A few seasons later she was on the ground in the Mongolian wilderness displaying a mastery of fishing. From day one, with new strategies in her metaphoric and literal toolbox, and plenty of fresh grasshoppers on her hook, she was hauling in bountiful quantities of fish. She had successfully overcome the chink in her armour and protein was plentiful.
Day four, flush with success, she swung in another catch, the biggest fish so far. Then there occurred a freak happenstance. A hook slid into the back of her hand, right beneath a tendon. All the way. Ugh.
For over 20 fruitless hours she tried to remove it but finally succumbed, radioing for assistance. She was therefore disqualified from the competition. As she sat in the back of the yellow all-terrain evacuation vehicle she spoke of her sadness and grief. Grief for lost possibilities.

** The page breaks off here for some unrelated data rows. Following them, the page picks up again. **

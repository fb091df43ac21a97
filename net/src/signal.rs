//! Process-wide signal bookkeeping (spec.md §5, §8): ten consecutive fatal
//! signals abort the process regardless of application-level shutdown
//! handling. Exposed through an explicit init call rather than a
//! module-level singleton, since it installs a real OS handler.

use std::sync::atomic::{AtomicU32, Ordering};
use std::sync::Arc;

use tracing::{error, warn};

const ABORT_AFTER_SIGNALS: u32 = 10;

/// Shared counter an installed signal handler increments; `node` owns the
/// `tokio::signal` listener loop and calls [`SignalCounter::record`] on
/// every SIGINT/SIGTERM.
#[derive(Clone)]
pub struct SignalCounter {
    count: Arc<AtomicU32>,
}

impl SignalCounter {
    pub fn new() -> Self {
        SignalCounter { count: Arc::new(AtomicU32::new(0)) }
    }

    /// Records one more fatal signal. Returns `true` once the abort
    /// threshold has been reached, in which case the caller must terminate
    /// the process immediately.
    pub fn record(&self) -> bool {
        let count = self.count.fetch_add(1, Ordering::SeqCst) + 1;
        if count >= ABORT_AFTER_SIGNALS {
            error!(count, "received {} signals, aborting process", ABORT_AFTER_SIGNALS);
            true
        } else {
            warn!(count, remaining = ABORT_AFTER_SIGNALS - count, "received shutdown signal");
            false
        }
    }

    pub fn count(&self) -> u32 {
        self.count.load(Ordering::SeqCst)
    }
}

impl Default for SignalCounter {
    fn default() -> Self {
        Self::new()
    }
}

#[cfg(test)]
mod tests {
    use super::*;

    #[test]
    fn tenth_signal_trips_abort() {
        let counter = SignalCounter::new();
        for _ in 0..9 {
            assert!(!counter.record());
        }
        assert!(counter.record());
        assert_eq!(counter.count(), 10);
    }
}
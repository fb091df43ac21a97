//! `ByteStream`: an append-only byte buffer with an independent read cursor.
//!
//! Generalizes the teacher's `ByteBufferParser`/`ByteBufferComposer`/`IOBuffer`
//! trio into a single type that owns its storage, tracks a read cursor
//! separately from the write position, and knows the wire protocol version
//! and scope it was created for (network framing vs. on-disk storage vs.
//! hashing input) so callers downstream can gate version-sensitive decoding.

use crate::error::{Result, SerializationError};

/// The absolute ceiling a compact-size integer may decode to (spec.md §4.1).
pub const COMPACT_SIZE_CEILING: u64 = 0x0200_0000;

#[derive(Debug, Clone, Copy, PartialEq, Eq)]
pub enum Scope {
    Network,
    Storage,
    Hash,
}

/// An append-only byte buffer with an independent read cursor.
#[derive(Debug, Clone)]
pub struct ByteStream {
    buffer: Vec<u8>,
    read_pos: usize,
    version: i32,
    scope: Scope,
}

impl Default for ByteStream {
    fn default() -> Self {
        Self::new(0, Scope::Network)
    }
}

impl ByteStream {
    pub fn new(version: i32, scope: Scope) -> Self {
        ByteStream { buffer: Vec::new(), read_pos: 0, version, scope }
    }

    pub fn with_capacity(capacity: usize, version: i32, scope: Scope) -> Self {
        ByteStream { buffer: Vec::with_capacity(capacity), read_pos: 0, version, scope }
    }

    pub fn from_vec(buffer: Vec<u8>, version: i32, scope: Scope) -> Self {
        ByteStream { buffer, read_pos: 0, version, scope }
    }

    pub fn version(&self) -> i32 {
        self.version
    }

    pub fn set_version(&mut self, version: i32) {
        self.version = version;
    }

    pub fn scope(&self) -> Scope {
        self.scope
    }

    /// Total bytes currently held (size, not capacity).
    pub fn size(&self) -> usize {
        self.buffer.len()
    }

    /// Bytes available to read from the current cursor position.
    pub fn avail(&self) -> usize {
        self.buffer.len() - self.read_pos
    }

    pub fn eof(&self) -> bool {
        self.avail() == 0
    }

    pub fn tell_read(&self) -> usize {
        self.read_pos
    }

    pub fn seek_read(&mut self, pos: usize) -> Result<()> {
        if pos > self.buffer.len() {
            return Err(SerializationError::ReadOverflow { requested: pos, available: self.buffer.len() }.into());
        }
        self.read_pos = pos;
        Ok(())
    }

    /// Advances the read cursor by `n`, clamped to `size()`.
    pub fn skip(&mut self, n: usize) {
        self.read_pos = (self.read_pos + n).min(self.buffer.len());
    }

    /// Drops everything before the read cursor and resets the cursor to 0.
    pub fn shrink(&mut self) {
        self.buffer.drain(..self.read_pos);
        self.read_pos = 0;
    }

    pub fn clear(&mut self) {
        self.buffer.clear();
        self.read_pos = 0;
    }

    /// A view over the whole underlying buffer, regardless of read cursor.
    pub fn as_slice(&self) -> &[u8] {
        &self.buffer
    }

    /// A view over the unread remainder of the buffer.
    pub fn unread_slice(&self) -> &[u8] {
        &self.buffer[self.read_pos..]
    }

    pub fn write(&mut self, bytes: &[u8]) {
        self.buffer.extend_from_slice(bytes);
    }

    pub fn push_back(&mut self, byte: u8) {
        self.buffer.push(byte);
    }

    /// Overwrites `len` bytes at absolute offset `at`. Used to patch the
    /// payload-length and checksum fields of a header after serializing the
    /// payload that follows it.
    pub fn patch(&mut self, at: usize, bytes: &[u8]) {
        self.buffer[at..at + bytes.len()].copy_from_slice(bytes);
    }

    /// Reads `n` bytes and advances the cursor, or fails if fewer than `n`
    /// bytes are available.
    pub fn read(&mut self, n: usize) -> Result<&[u8]> {
        if n > self.avail() {
            return Err(SerializationError::ReadOverflow { requested: n, available: self.avail() }.into());
        }
        let start = self.read_pos;
        self.read_pos += n;
        Ok(&self.buffer[start..self.read_pos])
    }

    pub fn read_array<const N: usize>(&mut self) -> Result<[u8; N]> {
        let slice = self.read(N)?;
        let mut out = [0u8; N];
        out.copy_from_slice(slice);
        Ok(out)
    }

    pub fn read_u8(&mut self) -> Result<u8> {
        Ok(self.read_array::<1>()?[0])
    }

    pub fn read_bool(&mut self) -> Result<bool> {
        Ok(self.read_u8()? != 0)
    }

    pub fn read_u16_le(&mut self) -> Result<u16> {
        Ok(u16::from_le_bytes(self.read_array()?))
    }

    pub fn read_u32_le(&mut self) -> Result<u32> {
        Ok(u32::from_le_bytes(self.read_array()?))
    }

    pub fn read_u64_le(&mut self) -> Result<u64> {
        Ok(u64::from_le_bytes(self.read_array()?))
    }

    pub fn read_i16_le(&mut self) -> Result<i16> {
        Ok(i16::from_le_bytes(self.read_array()?))
    }

    pub fn read_i32_le(&mut self) -> Result<i32> {
        Ok(i32::from_le_bytes(self.read_array()?))
    }

    pub fn read_i64_le(&mut self) -> Result<i64> {
        Ok(i64::from_le_bytes(self.read_array()?))
    }

    pub fn read_u16_be(&mut self) -> Result<u16> {
        Ok(u16::from_be_bytes(self.read_array()?))
    }

    pub fn read_f32_le(&mut self) -> Result<f32> {
        Ok(f32::from_bits(self.read_u32_le()?))
    }

    pub fn read_f64_le(&mut self) -> Result<f64> {
        Ok(f64::from_bits(self.read_u64_le()?))
    }

    pub fn write_u8(&mut self, v: u8) {
        self.push_back(v);
    }

    pub fn write_bool(&mut self, v: bool) {
        self.write_u8(v as u8);
    }

    pub fn write_u16_le(&mut self, v: u16) {
        self.write(&v.to_le_bytes());
    }

    pub fn write_u32_le(&mut self, v: u32) {
        self.write(&v.to_le_bytes());
    }

    pub fn write_u64_le(&mut self, v: u64) {
        self.write(&v.to_le_bytes());
    }

    pub fn write_i16_le(&mut self, v: i16) {
        self.write(&v.to_le_bytes());
    }

    pub fn write_i32_le(&mut self, v: i32) {
        self.write(&v.to_le_bytes());
    }

    pub fn write_i64_le(&mut self, v: i64) {
        self.write(&v.to_le_bytes());
    }

    pub fn write_u16_be(&mut self, v: u16) {
        self.write(&v.to_be_bytes());
    }

    pub fn write_f32_le(&mut self, v: f32) {
        self.write_u32_le(v.to_bits());
    }

    pub fn write_f64_le(&mut self, v: f64) {
        self.write_u64_le(v.to_bits());
    }

    /// Writes `v` using the canonical minimal compact-size encoding (spec.md §4.1).
    pub fn write_compact_size(&mut self, v: u64) {
        match v {
            0..=0xFC => self.write_u8(v as u8),
            0xFD..=0xFFFF => {
                self.write_u8(0xFD);
                self.write_u16_le(v as u16);
            }
            0x1_0000..=0xFFFF_FFFF => {
                self.write_u8(0xFE);
                self.write_u32_le(v as u32);
            }
            _ => {
                self.write_u8(0xFF);
                self.write_u64_le(v);
            }
        }
    }

    /// Reads a compact-size integer, rejecting non-minimal encodings and
    /// values above [`COMPACT_SIZE_CEILING`].
    pub fn read_compact_size(&mut self) -> Result<u64> {
        let prefix = self.read_u8()?;
        let value = match prefix {
            0..=0xFC => prefix as u64,
            0xFD => {
                let v = self.read_u16_le()? as u64;
                if v <= 0xFC {
                    return Err(SerializationError::NonCanonicalCompactSize.into());
                }
                v
            }
            0xFE => {
                let v = self.read_u32_le()? as u64;
                if v <= 0xFFFF {
                    return Err(SerializationError::NonCanonicalCompactSize.into());
                }
                v
            }
            0xFF => {
                let v = self.read_u64_le()?;
                if v <= 0xFFFF_FFFF {
                    return Err(SerializationError::NonCanonicalCompactSize.into());
                }
                v
            }
        };
        if value > COMPACT_SIZE_CEILING {
            return Err(SerializationError::CompactSizeTooBig(value).into());
        }
        Ok(value)
    }
}

#[cfg(test)]
mod tests {
    use super::*;
    use proptest::prelude::*;
    use rstest::rstest;

    #[test]
    fn read_respects_avail() {
        let mut s = ByteStream::new(0, Scope::Network);
        s.write(&[1, 2, 3]);
        assert_eq!(s.avail(), 3);
        assert!(s.read(4).is_err());
        assert_eq!(s.read(2).unwrap(), &[1, 2]);
        assert_eq!(s.tell_read(), 2);
        assert_eq!(s.avail(), 1);
    }

    #[test]
    fn shrink_drops_consumed_prefix() {
        let mut s = ByteStream::new(0, Scope::Network);
        s.write(&[1, 2, 3, 4]);
        s.read(2).unwrap();
        s.shrink();
        assert_eq!(s.tell_read(), 0);
        assert_eq!(s.as_slice(), &[3, 4]);
    }

    #[rstest]
    #[case(0u64, 1usize)]
    #[case(252, 1)]
    #[case(253, 3)]
    #[case(0xFFFF, 3)]
    #[case(0x1_0000, 5)]
    #[case(0xFFFF_FFFF, 5)]
    #[case(0x1_0000_0000, 9)]
    fn compact_size_widths(#[case] value: u64, #[case] expected_len: usize) {
        let mut s = ByteStream::new(0, Scope::Network);
        s.write_compact_size(value);
        assert_eq!(s.size(), expected_len);
        assert_eq!(s.read_compact_size().unwrap(), value);
    }

    #[test]
    fn rejects_non_minimal_encoding() {
        // 0xFD followed by 0x00FC (252) could fit in one byte.
        let mut s = ByteStream::new(0, Scope::Network);
        s.write(&[0xfd, 0xfc, 0x00]);
        assert_eq!(s.read_compact_size().unwrap_err().to_string(), SerializationError::NonCanonicalCompactSize.to_string());
    }

    #[test]
    fn rejects_oversized_compact_value() {
        let mut s = ByteStream::new(0, Scope::Network);
        s.write_u8(0xFF);
        s.write_u64_le(COMPACT_SIZE_CEILING + 1);
        assert!(s.read_compact_size().is_err());
    }

    #[test]
    fn integer_round_trips_are_little_endian() {
        let mut s = ByteStream::new(0, Scope::Network);
        s.write_u32_le(0x0102_0304);
        assert_eq!(s.as_slice(), &[0x04, 0x03, 0x02, 0x01]);
        assert_eq!(s.read_u32_le().unwrap(), 0x0102_0304);
    }

    proptest! {
        // spec.md §8: decode_compact(encode_compact(v)) == v for every
        // representable value, and nothing but the value itself is left
        // behind in the buffer.
        #[test]
        fn compact_size_round_trips_for_every_representable_value(v in 0..=COMPACT_SIZE_CEILING) {
            let mut s = ByteStream::new(0, Scope::Network);
            s.write_compact_size(v);
            prop_assert_eq!(s.read_compact_size().unwrap(), v);
            prop_assert_eq!(s.avail(), 0);
        }

        // spec.md §8: values above the ceiling always fail to decode, never
        // silently truncate or wrap.
        #[test]
        fn compact_size_above_ceiling_is_always_rejected(v in (COMPACT_SIZE_CEILING + 1)..=u64::MAX) {
            let mut s = ByteStream::new(0, Scope::Network);
            s.write_u8(0xFF);
            s.write_u64_le(v);
            prop_assert!(s.read_compact_size().is_err());
        }
    }
}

This brought to mind all the reasons we experience grief and how sometimes when measured against other causes and other peoples' situations, we discount the legitimacy of our own feelings. But at the moment when it occurs, in the context it arises, grief is to an individual what it is. And it is real.
Perspective is a management tool, which with hindsight can help determine the shape and impact of grief on a person's life map. But maybe it won't. I'm thinking that perhaps grief is the most solitary, intimate and personal feeling a person can experience.
With just seven days until the start of the Where Art & Grief Meet project, I'd like to know what others think. So this is one of the big questions we'll be tackling throughout the year.
What is grief?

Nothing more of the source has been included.